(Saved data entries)

= = = = = = =

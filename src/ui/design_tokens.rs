// SPDX-License-Identifier: MPL-2.0
//! Design tokens shared by every view.
//!
//! - **Palette**: base colors
//! - **Opacity**: overlay levels
//! - **Spacing**: 4px-based spacing scale
//! - **Sizing**: component dimensions
//! - **Typography**: font size scale
//! - **Border** / **Radius** / **Shadow**
//!
//! ```
//! use variant_lens::ui::design_tokens::{opacity, palette, spacing};
//! use iced::Color;
//!
//! let scrim = Color { a: opacity::OVERLAY_MEDIUM, ..palette::BLACK };
//! let gap = spacing::MD;
//! assert!(gap > 0.0 && scrim.a < 1.0);
//! ```

use iced::Color;

// ============================================================================
// Color Palette
// ============================================================================

pub mod palette {
    use super::Color;

    pub const BLACK: Color = Color::BLACK;
    pub const WHITE: Color = Color::WHITE;
    pub const GRAY_900: Color = Color::from_rgb(0.1, 0.1, 0.1);
    pub const GRAY_700: Color = Color::from_rgb(0.3, 0.3, 0.3);
    pub const GRAY_400: Color = Color::from_rgb(0.4, 0.4, 0.4);
    pub const GRAY_200: Color = Color::from_rgb(0.75, 0.75, 0.75);
    pub const GRAY_100: Color = Color::from_rgb(0.85, 0.85, 0.85);

    pub const PRIMARY_200: Color = Color::from_rgb(0.7, 0.84, 0.98);
    pub const PRIMARY_400: Color = Color::from_rgb(0.4, 0.7, 1.0);
    pub const PRIMARY_500: Color = Color::from_rgb(0.3, 0.6, 0.9);
    pub const PRIMARY_700: Color = Color::from_rgb(0.15, 0.4, 0.7);

    /// Specialty finish badge.
    pub const ACCENT_500: Color = Color::from_rgb(0.61, 0.35, 0.71);

    pub const ERROR_500: Color = Color::from_rgb(0.898, 0.224, 0.208);
    pub const WARNING_500: Color = Color::from_rgb(0.945, 0.651, 0.125);
    pub const SUCCESS_500: Color = Color::from_rgb(0.263, 0.702, 0.404);
    pub const INFO_500: Color = Color::from_rgb(0.392, 0.588, 1.0);
}

// ============================================================================
// Opacity Scale
// ============================================================================

pub mod opacity {
    pub const TRANSPARENT: f32 = 0.0;
    pub const OVERLAY_SUBTLE: f32 = 0.2;
    pub const OVERLAY_MEDIUM: f32 = 0.5;
    pub const OVERLAY_STRONG: f32 = 0.7;
    pub const OPAQUE: f32 = 1.0;
}

// ============================================================================
// Spacing Scale
// ============================================================================

pub mod spacing {
    pub const XXS: f32 = 4.0;
    pub const XS: f32 = 8.0;
    pub const SM: f32 = 12.0;
    pub const MD: f32 = 16.0;
    pub const LG: f32 = 24.0;
}

// ============================================================================
// Sizing Scale
// ============================================================================

pub mod sizing {
    pub const ICON_XL: f32 = 48.0;

    pub const BUTTON_HEIGHT: f32 = 36.0;

    /// Width of the filter sidebar.
    pub const SIDEBAR_WIDTH: f32 = 260.0;
    pub const TOAST_WIDTH: f32 = 320.0;

    /// Variant card width in the catalog grid.
    pub const CARD_WIDTH: f32 = 240.0;
    pub const CARD_SWATCH: f32 = 14.0;

    /// Diameter of the circular metric gauges.
    pub const GAUGE_SIZE: f32 = 56.0;
    pub const GAUGE_STROKE: f32 = 5.0;

    /// Height of the horizontal comparison bars.
    pub const BAR_HEIGHT: f32 = 6.0;

    /// Tallest the turntable stage grows on large windows.
    pub const TURNTABLE_MAX_HEIGHT: f32 = 720.0;
}

// ============================================================================
// Typography Scale
// ============================================================================

pub mod typography {
    pub const TITLE_LG: f32 = 26.0;
    pub const TITLE_MD: f32 = 20.0;
    pub const TITLE_SM: f32 = 17.0;
    pub const BODY: f32 = 14.0;
    pub const BODY_SM: f32 = 13.0;
    pub const CAPTION: f32 = 12.0;
}

// ============================================================================
// Border / Radius / Shadow
// ============================================================================

pub mod border {
    pub const WIDTH_SM: f32 = 1.0;
    pub const WIDTH_MD: f32 = 2.0;
}

pub mod radius {
    pub const SM: f32 = 4.0;
    pub const MD: f32 = 8.0;
    pub const LG: f32 = 12.0;
    pub const FULL: f32 = 9999.0;
}

pub mod shadow {
    use super::palette;
    use iced::{Shadow, Vector};

    pub const SM: Shadow = Shadow {
        color: palette::BLACK,
        offset: Vector { x: 0.0, y: 2.0 },
        blur_radius: 4.0,
    };

    pub const MD: Shadow = Shadow {
        color: palette::BLACK,
        offset: Vector { x: 0.0, y: 4.0 },
        blur_radius: 8.0,
    };
}

// ============================================================================
// Compile-time Validation
// ============================================================================

const _: () = {
    assert!(spacing::XS > spacing::XXS);
    assert!(spacing::SM > spacing::XS);
    assert!(spacing::MD > spacing::SM);
    assert!(spacing::LG > spacing::MD);

    assert!(opacity::TRANSPARENT == 0.0);
    assert!(opacity::OPAQUE == 1.0);
    assert!(opacity::OVERLAY_MEDIUM > opacity::OVERLAY_SUBTLE);
    assert!(opacity::OVERLAY_STRONG > opacity::OVERLAY_MEDIUM);

    assert!(sizing::GAUGE_STROKE * 2.0 < sizing::GAUGE_SIZE);
    assert!(sizing::CARD_WIDTH > sizing::GAUGE_SIZE * 3.0);
    assert!(sizing::TURNTABLE_MAX_HEIGHT > sizing::CARD_WIDTH);

    assert!(typography::TITLE_LG > typography::TITLE_MD);
    assert!(typography::TITLE_MD > typography::TITLE_SM);
    assert!(typography::TITLE_SM > typography::BODY);
    assert!(typography::BODY > typography::BODY_SM);
    assert!(typography::BODY_SM > typography::CAPTION);

    assert!(border::WIDTH_MD > border::WIDTH_SM);
};

#[cfg(test)]
mod tests {
    use super::*;

    #[test]
    fn spacing_scale_doubles() {
        assert_eq!(spacing::XS, spacing::XXS * 2.0);
        assert_eq!(spacing::MD, spacing::XS * 2.0);
        assert_eq!(spacing::LG, spacing::SM * 2.0);
    }
}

= = = = = = =

• **Action item**: When the word "offset" occurs in a line above, list that line.

• **Response box**:
        offset: Vector { x: 0.0, y: 2.0 },
        offset: Vector { x: 0.0, y: 4.0 },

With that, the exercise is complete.